If TurboQuant 3-bit KV becomes standard, the VRAM context table above roughly doubles: an 8B model on 24 GB at 3-bit KV would reach 128K comfortably instead of needing Q8 at 128K. A 70B model on 96 GB at 3-bit KV would push past 200K context.

Status (April 2026): No official Google implementation. Community ports exist for llama.cpp (TQ3_0 format, not merged), vLLM (Triton kernels, not merged), and PyTorch/HuggingFace. None are in mainline frameworks yet. Official integration expected Q2-Q3 2026.

Hardware cost to match API context

API capability Best local equivalent Hardware cost What you actually get
GPT-4.1 at 128K (A- quality) 8B Q4 on RTX 4090 ~EUR 1,800 128K context but C+ quality — 2 tiers below
GPT-4.1 at 128K (A- quality) 70B Q4 on 2x RTX 4090 ~EUR 3,500 128K context at B+ quality — 1 tier below
Claude 1M (A+ quality) 70B Q4 on A100 80GB ~EUR 15,000 Capped at 128K (872K shorter), B+ quality
Claude 1M (A+ quality) Nothing No open model trained past 128K
Gemini 1M (A+ quality) Nothing Not achievable locally at any price

The gap is stark beyond 128K. No combination of hardware and open models reaches 200K context. All three frontier API providers now offer 1M at A+ quality. Self-hosted tops out at 128K at B+ quality. For workloads that need the full context — codebase analysis, long document processing, extended agent sessions — APIs are the only option.

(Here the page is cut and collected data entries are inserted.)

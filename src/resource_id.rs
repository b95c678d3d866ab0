//! Parsing of Azure resource IDs into their constituent segments.
//!
//! A resource id has the shape
//! `/subscriptions/<sub>/resourceGroups/<rg>/providers/<type>/<name>[/<subtype>/<subname>...]`.
//! Parsing is best-effort: a malformed id leaves the corresponding fields
//! empty rather than erroring, since the fetcher must still emit whatever
//! labels it can for a partially-recognizable id.

#[derive(Debug, Clone, Default, PartialEq, Eq)]
pub struct ParsedResourceId {
    pub subscription: String,
    pub resource_group: String,
    pub resource_name: String,
}

/// Splits `id` on `/` and pulls out the subscription, resource group and
/// resource name segments. The resource name is the last path segment,
/// matching the source exporter's behavior for both top-level resources and
/// nested sub-resources (e.g. `.../providers/Microsoft.Sql/servers/S/databases/D`
/// yields `resource_name = "D"`).
pub fn parse_resource_id(id: &str) -> ParsedResourceId {
    let segments: Vec<&str> = id.split('/').filter(|s| !s.is_empty()).collect();
    let mut parsed = ParsedResourceId::default();

    let mut i = 0;
    while i + 1 < segments.len() {
        match segments[i].to_lowercase().as_str() {
            "subscriptions" => parsed.subscription = segments[i + 1].to_string(),
            "resourcegroups" => parsed.resource_group = segments[i + 1].to_string(),
            _ => {}
        }
        i += 1;
    }

    if let Some(providers_idx) = segments.iter().position(|s| s.eq_ignore_ascii_case("providers")) {
        if segments.len() > providers_idx + 2 {
            parsed.resource_name = segments.last().unwrap().to_string();
        }
    }

    parsed
}

#[cfg(test)]
mod tests {
    use super::*;

    #[test]
    fn parses_top_level_resource() {
        let id = "/subscriptions/SUB1/resourceGroups/RG/providers/Microsoft.KeyVault/vaults/V1";
        let parsed = parse_resource_id(id);
        assert_eq!(parsed.subscription, "SUB1");
        assert_eq!(parsed.resource_group, "RG");
        assert_eq!(parsed.resource_name, "V1");
    }

    #[test]
    fn parses_nested_resource() {
        let id = "/subscriptions/SUB1/resourceGroups/RG/providers/Microsoft.Sql/servers/S/databases/D";
        let parsed = parse_resource_id(id);
        assert_eq!(parsed.resource_name, "D");
    }

    #[test]
    fn malformed_id_leaves_fields_empty() {
        let parsed = parse_resource_id("not-a-resource-id");
        assert_eq!(parsed, ParsedResourceId::default());
    }
}
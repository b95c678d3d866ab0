use std::process::ExitCode;
use std::sync::Arc;
use std::time::Duration;

use azure_metrics_exporter::azure::auth::EnvironmentCredential;
use azure_metrics_exporter::azure::client::AzureRestClient;
use azure_metrics_exporter::http::{serve, Deps};
use azure_metrics_exporter::log::Logger;
use azure_metrics_exporter::self_metrics::SelfMetrics;
use azure_metrics_exporter::Config;
use clap::Parser;

fn main() -> ExitCode {
    let config = Config::parse();

    let logger = match Logger::launch(&config.logging()) {
        Ok(logger) => logger,
        Err(error) => {
            eprintln!("could not start logger: {error}");
            return ExitCode::FAILURE;
        }
    };
    let _ = logger;

    let runtime = match tokio::runtime::Builder::new_multi_thread().enable_all().build() {
        Ok(runtime) => runtime,
        Err(error) => {
            eprintln!("could not start tokio: {error}");
            return ExitCode::FAILURE;
        }
    };

    runtime.block_on(run(config))
}

async fn run(config: Config) -> ExitCode {
    let http = match reqwest::Client::builder()
        .timeout(Duration::from_secs(config.server_timeout_read.max(config.server_timeout_write)))
        .build()
    {
        Ok(http) => http,
        Err(error) => {
            tracing::error!(error = %error, "failed to build http client");
            return ExitCode::FAILURE;
        }
    };

    let credential = match EnvironmentCredential::from_env(http.clone(), config.azure_environment.active_directory_base()) {
        Ok(credential) => credential,
        Err(error) => {
            tracing::error!(error = %error, "failed to initialize azure credentials");
            return ExitCode::FAILURE;
        }
    };

    let self_metrics = Arc::new(SelfMetrics::new());
    let client = Arc::new(AzureRestClient::new(
        http,
        config.azure_environment.resource_manager_base(),
        config.azure_ad_resource(),
        credential,
        self_metrics.clone(),
    ));

    let deps = Arc::new(Deps {
        result_cache: azure_metrics_exporter::cache::ResultCache::new(),
        sd_cache: azure_metrics_exporter::cache::ServiceDiscoveryCache::new(),
        metrics_api: client.clone(),
        resources_api: client.clone(),
        resource_graph_api: client,
        self_metrics,
        config,
    });

    if let Err(error) = serve(deps).await {
        tracing::error!(error = %error, "http server exited with an error");
        return ExitCode::FAILURE;
    }

    ExitCode::SUCCESS
}
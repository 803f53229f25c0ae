//! Account registration with privacy-policy consent.

use std::fmt;

use chrono::{DateTime, Utc};
use compliance_validation::{
    password_strength, FormField, FormSchema, FormValues, PasswordPolicy, PasswordStrength, Rule,
    SchemaError,
};
use serde::{Deserialize, Serialize};

use crate::kind::FormKind;

#[derive(Clone, Copy, Debug, PartialEq, Eq, Hash, PartialOrd, Ord)]
pub enum RegisterField {
    Email,
    Password,
    ConfirmPassword,
    Consent,
}

impl FormField for RegisterField {
    const ALL: &'static [Self] = &[
        RegisterField::Email,
        RegisterField::Password,
        RegisterField::ConfirmPassword,
        RegisterField::Consent,
    ];

    fn name(&self) -> &'static str {
        match self {
            RegisterField::Email => "email",
            RegisterField::Password => "password",
            RegisterField::ConfirmPassword => "confirmPassword",
            RegisterField::Consent => "consent",
        }
    }
}

/// Registration form.
#[derive(Clone, Debug, Default, PartialEq, Eq, Serialize, Deserialize)]
pub struct RegisterForm {
    #[serde(default)]
    pub password_policy: PasswordPolicy,
}

impl RegisterForm {
    pub fn new(password_policy: PasswordPolicy) -> Self {
        Self { password_policy }
    }

    /// Advisory meter for the password currently typed.
    pub fn strength(&self, password: &str) -> PasswordStrength {
        password_strength(password, &self.password_policy)
    }
}

impl FormKind for RegisterForm {
    type Field = RegisterField;
    type Payload = RegistrationPayload;

    const NAME: &'static str = "register";

    fn schema(&self) -> Result<FormSchema<RegisterField>, SchemaError> {
        FormSchema::builder()
            .field(RegisterField::Email, Rule::email())
            .field(
                RegisterField::Password,
                Rule::password(self.password_policy.clone()),
            )
            .field(
                RegisterField::ConfirmPassword,
                Rule::matches(
                    RegisterField::Password,
                    "Please confirm your password",
                    "Passwords do not match",
                ),
            )
            .field(
                RegisterField::Consent,
                Rule::accepted("You must agree to the privacy policy to register"),
            )
            .build()
    }

    fn payload(
        &self,
        values: &FormValues<RegisterField>,
        submitted_at: DateTime<Utc>,
    ) -> RegistrationPayload {
        RegistrationPayload {
            email: values.text(RegisterField::Email).trim().to_string(),
            password: values.text(RegisterField::Password).to_string(),
            consent: values.flag(RegisterField::Consent),
            timestamp: submitted_at,
        }
    }
}

/// Sanitized registration submitted to the collaborator.
///
/// The password is passed through as typed; whitespace is significant.
#[derive(Clone, PartialEq, Eq, Serialize, Deserialize)]
#[serde(rename_all = "camelCase")]
pub struct RegistrationPayload {
    pub email: String,
    pub password: String,
    pub consent: bool,
    pub timestamp: DateTime<Utc>,
}

impl fmt::Debug for RegistrationPayload {
    fn fmt(&self, f: &mut fmt::Formatter<'_>) -> fmt::Result {
        f.debug_struct("RegistrationPayload")
            .field("email", &self.email)
            .field("password", &"[REDACTED]")
            .field("consent", &self.consent)
            .field("timestamp", &self.timestamp)
            .finish()
    }
}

Working around the 128K ceiling

Several techniques exist to process more data than fits in a single context window. None of them are transparent substitutes for native long context.

RAG (Retrieval-Augmented Generation) is the most production-ready approach. Split documents into chunks, embed them in a vector database, retrieve only the relevant chunks per query. Quality reaches 70-85% of native long context for retrieval tasks (EMNLP 2024), but fundamentally cannot do cross-document reasoning — connecting a clause on page 40 to a definition on page 3 requires both to be in context simultaneously. RAG turns the problem from "LLM reasons over all data" into "retrieval system selects data, LLM reasons over selection." The retrieval quality becomes the ceiling.

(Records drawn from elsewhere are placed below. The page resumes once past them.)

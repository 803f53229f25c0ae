use serde::{Deserialize, Serialize};
use thiserror::Error;

use crate::password::CharClass;

/// A per-field, user-correctable validation failure.
///
/// Never fatal: the presentation layer renders it inline next to the field,
/// and only once the field has been touched.
#[derive(Error, Debug, Clone, PartialEq, Eq, Serialize, Deserialize)]
#[serde(tag = "kind", rename_all = "snake_case")]
pub enum FieldError {
    #[error("{label} is required")]
    Required { label: String },

    #[error("{label} must be at least {min} characters")]
    TooShort { label: String, min: usize },

    #[error("{label} must not exceed {max} characters")]
    TooLong { label: String, max: usize },

    #[error("Please enter a valid email address")]
    InvalidEmail,

    #[error("Please select a {label}")]
    NotSelected { label: String },

    #[error("Password must contain at least one {class}")]
    MissingCharacter { class: CharClass },

    #[error("Password must contain at least one special character ({set})")]
    MissingSpecial { set: String },

    #[error("{message}")]
    Unconfirmed { message: String },

    #[error("{message}")]
    Mismatch { message: String },

    #[error("{message}")]
    NotAccepted { message: String },

    #[error("{message}")]
    Invalid { message: String },
}

/// Errors in how a form schema was put together.
///
/// These are programming errors: a correctly declared form never produces
/// them at run time.
#[derive(Error, Debug, Clone, PartialEq, Eq)]
pub enum SchemaError {
    #[error("no rule declared for field `{0}`")]
    MissingRule(&'static str),

    #[error("rule declared twice for field `{0}`")]
    DuplicateRule(&'static str),

    #[error("field `{field}` depends on `{dependency}`, which is not part of the form")]
    UnknownDependency {
        field: &'static str,
        dependency: &'static str,
    },

    #[error("field `{0}` depends on itself")]
    SelfDependency(&'static str),

    #[error("unknown field name: {0}")]
    UnknownField(String),

    #[error("rule for field `{field}` can never pass: {reason}")]
    UnsatisfiableRule { field: &'static str, reason: String },

    #[error("invalid configuration: {reason}")]
    InvalidConfiguration { reason: String },
}

#[cfg(test)]
mod tests {
    use super::*;

    #[test]
    fn field_error_messages() {
        let err = FieldError::Required {
            label: "Email".into(),
        };
        assert_eq!(err.to_string(), "Email is required");

        let err = FieldError::TooShort {
            label: "Name".into(),
            min: 2,
        };
        assert_eq!(err.to_string(), "Name must be at least 2 characters");

        let err = FieldError::MissingCharacter {
            class: CharClass::Uppercase,
        };
        assert_eq!(
            err.to_string(),
            "Password must contain at least one uppercase letter"
        );

        let err = FieldError::NotSelected {
            label: "request type".into(),
        };
        assert_eq!(err.to_string(), "Please select a request type");
    }

    #[test]
    fn schema_error_display() {
        let err = SchemaError::UnknownDependency {
            field: "confirmPassword",
            dependency: "password",
        };
        assert!(err.to_string().contains("confirmPassword"));
        assert!(err.to_string().contains("password"));
    }
}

Context compression (LLMLingua, Microsoft) removes unimportant tokens to fit more into the same window. At 2-4x compression, quality loss is minimal. At 10-20x, degradation is measurable. A 128K window with 4x compression gives roughly 512K effective tokens — useful, but still below 1M native context and with quality loss on compressed portions.

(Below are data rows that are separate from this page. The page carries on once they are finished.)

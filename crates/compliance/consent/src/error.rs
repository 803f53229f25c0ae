use thiserror::Error;

use crate::category::CategoryId;

/// Errors building or addressing a consent catalog.
#[derive(Error, Debug, Clone, PartialEq, Eq)]
pub enum ConsentError {
    #[error("consent catalog has no required category")]
    NoRequiredCategory,

    #[error("consent category `{0}` declared twice")]
    DuplicateCategory(CategoryId),

    #[error("consent category id must not be empty")]
    EmptyCategoryId,

    #[error("unknown consent category: {0}")]
    UnknownCategory(String),
}

/// Errors from the destructive-action confirmation gate.
#[derive(Error, Debug, Clone, PartialEq, Eq)]
pub enum ConfirmationError {
    #[error("confirmation dialog is not open")]
    DialogClosed,

    #[error("confirmation not given")]
    NotSatisfied,

    #[error("exact-text confirmation needs a non-empty expected text")]
    EmptyExpectedText,
}

#[cfg(test)]
mod tests {
    use super::*;

    #[test]
    fn messages_name_the_category() {
        let err = ConsentError::DuplicateCategory(CategoryId::from("analytics"));
        assert_eq!(err.to_string(), "consent category `analytics` declared twice");
        assert_eq!(
            ConsentError::UnknownCategory("ads".into()).to_string(),
            "unknown consent category: ads"
        );
    }
}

Map-reduce / chunking processes each chunk independently, then combines results. Works for summarization (60-80% quality). Fails for reasoning that requires cross-chunk information.

Hierarchical summarization — summarize chunks, then summarize summaries — works for gist but fails for precision. Each summarization round is lossy, and hallucination amplification compounds: a fabricated fact in round 2 becomes "established fact" in round 3.

StreamingLLM solves a different problem. It enables continuous generation over arbitrarily long streams by preserving "attention sink" tokens, but the model can only see the current window. Information outside the window is gone. Useful for long chat sessions, not for document analysis.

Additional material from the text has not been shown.